Книга "О тенях идей", изданная в Париже в 1582 году, посвящена Генриху III. До и после посвящения идут стихотворения, предупреждающие читателя о трудности книги, которую ему предстоит изучить, – подступ к ней труден, но усилия вознаградятся сторицей. Эта книга подобна статуе Дианы на Хиосе, которая ко входящим в храм обращена плачущим лицом, а к тем, кто выходит, – улыбающимся[6]
. Или подобна Пифагоровой "развилке" – дорога, которая кажется неприступной, ведет к прекрасному. Так и здесь: кто погрузится в глубины этих теней, найдет кое-что полезное. Излагающее мудрость Мерлина стихотворение описывает неспособность разных животных к определенным действиям – например, свинья по природе не способна летать. Таким образом, читателю дано предостережение – не браться за книгу, если он не чувствует себя готовым[7]. Сочетание таинственности и напыщенности в поэтических подступах к книге задает ее общий тон.Начинается книга диалогом между Гермесом, Филотимом и Логифером[8]
. Ту доктрину или искусство, которые будут изложены, Гермес уподобляет солнцу. При его восходе работники тьмы отступают в свои норы, а человек и чада света выходят на работу. Темные создания, посвященные ночи и Плутону, – это ведьмы, василиски, совы: они изгнаны. Создания света – это петух, феникс, лебедь, гусь, орел, рысь, баран, лев; они бодрствуют и работают. Травы и цветы света – такие, как гелиотроп или люпин – изгоняют растения ночи.Просвещение, даруемое этим искусством, Гермес описывает не только через образы астрологически родственных солнцу животных и растений, но и в категориях философии, которая основана не на "обманчивых чувствах", а на "безошибочном разуме". Он говорит о "витках" и "полуциклах" о "движении миров", которые многие считают "животными" или "богами" о могуществе солнца в своей философии[9]
.Филотим спрашивает, что за книга у Гермеса в руке, и узнает, что это книга "О тенях идей"[10]
, относительно которой сочинитель не знает, стоит ли оглашать ее содержание. Филотим замечает, что никакой великий труд не появился бы на свет, если бы дать волю таким сомнениям. Как говорили египетские жрецы, промысел богов не прекращается, несмотря на время от времени издаваемые Меркуриями-запретителями указы. Разум не перестает просвещать, и видимое солнце не прекращает светить, несмотря на то, что и не все мы и не всегда смотрим на него.В разговор вступает Логифер и ссылается на множество ученых – магистра Адхока, магистра Скоппета и так далее, – которые ни во что не ставят искусство памяти. Он приводит мнение магистра Псикотеуса, что ничего полезного нельзя извлечь из мнемоники Туллия, Фомы (Аквинского) или Альберта (Великого)[11]

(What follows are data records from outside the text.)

use std::fmt;
use std::sync::Arc;

use serde::{Deserialize, Serialize};

use crate::domain::Domain;

/// Pure value function evaluated once per domain index.
pub type ValueFn = Arc<dyn Fn(usize) -> f64 + Send + Sync>;

/// Evaluate `f` over `0..n`. `result[i] == f(i)` for every index.
pub fn generate<F>(n: usize, f: F) -> Vec<f64>
where
    F: Fn(usize) -> f64,
{
    (0..n).map(f).collect()
}

// ---------------------------------------------------------------------------
// Shape helpers
// ---------------------------------------------------------------------------

/// `sin((i - phase) / divisor)`.
pub fn wave(i: usize, divisor: f64, phase: f64) -> f64 {
    ((i as f64 - phase) / divisor).sin()
}

/// Bounded index-derived wobble in `[0, modulus)`: `(i * step) % modulus`.
///
/// Only exists so generated lines are not visually flat. It never draws from a
/// random source.
pub fn perturb(i: usize, step: usize, modulus: usize) -> f64 {
    if modulus == 0 {
        return 0.0;
    }
    ((i * step) % modulus) as f64
}

/// Clamp physically meaningless values up to `min`.
pub fn floor_at(value: f64, min: f64) -> f64 {
    value.max(min)
}

/// Round to the nearest integer with ties going towards positive infinity.
pub fn round_half_up(value: f64) -> f64 {
    (value + 0.5).floor()
}

/// Round to a fixed number of decimal places.
pub fn round_to(value: f64, decimals: u32) -> f64 {
    let p = 10f64.powi(decimals as i32);
    (value * p).round() / p
}

// ---------------------------------------------------------------------------
// ColorToken
// ---------------------------------------------------------------------------

/// Palette slot a series is drawn with. Front-ends map these to real colors.
#[derive(Debug, Clone, Copy, PartialEq, Eq, Hash, Serialize, Deserialize)]
pub enum ColorToken {
    #[serde(rename = "chart-1")]
    Chart1,
    #[serde(rename = "chart-2")]
    Chart2,
    #[serde(rename = "chart-3")]
    Chart3,
    #[serde(rename = "chart-4")]
    Chart4,
    #[serde(rename = "chart-5")]
    Chart5,
}

// ---------------------------------------------------------------------------
// SeriesPoint / SeriesSpec
// ---------------------------------------------------------------------------

#[derive(Debug, Clone, PartialEq, Serialize, Deserialize)]
pub struct SeriesPoint {
    pub label: String,
    pub value: f64,
}

/// Declarative recipe for one named column of a [`crate::dataset::Dataset`].
#[derive(Clone)]
pub struct SeriesSpec {
    pub key: String,
    pub label: String,
    pub color: ColorToken,
    value_fn: ValueFn,
    /// Set for table-backed specs, which are only total over their own length.
    declared_len: Option<usize>,
}

impl SeriesSpec {
    pub fn new<F>(key: impl Into<String>, label: impl Into<String>, color: ColorToken, f: F) -> Self
    where
        F: Fn(usize) -> f64 + Send + Sync + 'static,
    {
        Self {
            key: key.into(),
            label: label.into(),
            color,
            value_fn: Arc::new(f),
            declared_len: None,
        }
    }

    /// Same value at every index (contract lines, targets).
    pub fn constant(
        key: impl Into<String>,
        label: impl Into<String>,
        color: ColorToken,
        value: f64,
    ) -> Self {
        Self::new(key, label, color, move |_| value)
    }

    /// Column backed by a literal table. Its length must match the domain it
    /// is zipped into.
    pub fn from_values(
        key: impl Into<String>,
        label: impl Into<String>,
        color: ColorToken,
        values: Vec<f64>,
    ) -> Self {
        let len = values.len();
        let mut spec = Self::new(key, label, color, move |i| {
            values.get(i).copied().unwrap_or(f64::NAN)
        });
        spec.declared_len = Some(len);
        spec
    }

    pub fn declared_len(&self) -> Option<usize> {
        self.declared_len
    }

    pub fn value_at(&self, i: usize) -> f64 {
        (self.value_fn)(i)
    }

    pub fn generate(&self, n: usize) -> Vec<f64> {
        generate(n, |i| self.value_at(i))
    }

    /// Label each generated value with its domain label.
    pub fn points(&self, domain: &Domain) -> Vec<SeriesPoint> {
        (0..domain.len())
            .map(|i| SeriesPoint {
                label: domain.label(i),
                value: self.value_at(i),
            })
            .collect()
    }
}

impl fmt::Debug for SeriesSpec {
    fn fmt(&self, f: &mut fmt::Formatter<'_>) -> fmt::Result {
        f.debug_struct("SeriesSpec")
            .field("key", &self.key)
            .field("label", &self.label)
            .field("color", &self.color)
            .field("declared_len", &self.declared_len)
            .finish()
    }
}

// ---------------------------------------------------------------------------
// Tests
// ---------------------------------------------------------------------------

#[cfg(test)]
mod tests {
    use super::*;

    fn demand(i: usize) -> f64 {
        floor_at(180.0 + wave(i, 3.8, 6.0) * 120.0, 80.0)
    }

    #[test]
    fn generate_has_exact_length() {
        for n in [0usize, 1, 7, 24, 100] {
            assert_eq!(generate(n, |i| i as f64).len(), n);
        }
    }

    #[test]
    fn generate_matches_function_pointwise() {
        let out = generate(24, demand);
        for (i, v) in out.iter().enumerate() {
            assert_eq!(*v, demand(i));
        }
    }

    #[test]
    fn generate_is_deterministic() {
        assert_eq!(generate(24, demand), generate(24, demand));
    }

    #[test]
    fn demand_curve_is_floored() {
        let out = generate(24, demand);
        assert_eq!(out.len(), 24);
        assert!(out.iter().all(|v| *v >= 80.0));
        // sin(-6/3.8) is close to -1, so the raw value dips below the floor.
        assert_eq!(out[0], 80.0);
        assert!((out[6] - 180.0).abs() < 1e-9);
    }

    #[test]
    fn perturb_is_bounded() {
        for i in 0..200 {
            let p = perturb(i, 7, 23);
            assert!((0.0..23.0).contains(&p));
        }
        assert_eq!(perturb(5, 3, 0), 0.0);
    }

    #[test]
    fn round_half_up_ties_go_up() {
        assert_eq!(round_half_up(2.5), 3.0);
        assert_eq!(round_half_up(-2.5), -2.0);
        assert_eq!(round_half_up(2.49), 2.0);
    }

    #[test]
    fn round_to_three_places() {
        assert_eq!(round_to(0.123456, 3), 0.123);
        assert_eq!(round_to(0.5, 3), 0.5);
    }

    #[test]
    fn negative_values_pass_through_without_floor() {
        let spec = SeriesSpec::from_values("kwh", "Energy", ColorToken::Chart1, vec![100.0, -1800.0]);
        assert_eq!(spec.generate(2), vec![100.0, -1800.0]);
        assert_eq!(spec.declared_len(), Some(2));
    }

    #[test]
    fn constant_spec() {
        let spec = SeriesSpec::constant("contracted", "Contract", ColorToken::Chart5, 350.0);
        assert!(spec.generate(24).iter().all(|v| *v == 350.0));
        assert_eq!(spec.declared_len(), None);
    }

    #[test]
    fn points_carry_domain_labels() {
        let spec = SeriesSpec::new("x", "X", ColorToken::Chart1, |i| i as f64);
        let pts = spec.points(&Domain::HourOfDay);
        assert_eq!(pts.len(), 24);
        assert_eq!(pts[14].label, "14:00");
        assert_eq!(pts[14].value, 14.0);
    }

    #[test]
    fn color_token_wire_names() {
        assert_eq!(serde_json::to_string(&ColorToken::Chart2).unwrap(), "\"chart-2\"");
        assert_eq!(serde_json::to_string(&ColorToken::Chart5).unwrap(), "\"chart-5\"");
        let back: ColorToken = serde_json::from_str("\"chart-4\"").unwrap();
        assert_eq!(back, ColorToken::Chart4);
    }
}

. Логифер прекрасно осведомлен в медицинских методах улучшения памяти – какая нужна диета, какой режим. Такие сведения он считает намного более полезными, чем пустое и обманчивое искусство памяти с его образами и фигурами. В ответ на речь Логифера Филотим замечает, что вот так вороны каркают, волки воют, лошади ржут и так далее. Ясно, что Логифер – один из тех, кому стоит прислушаться к предостережению Мерлина и не обсуждать недоступные темы.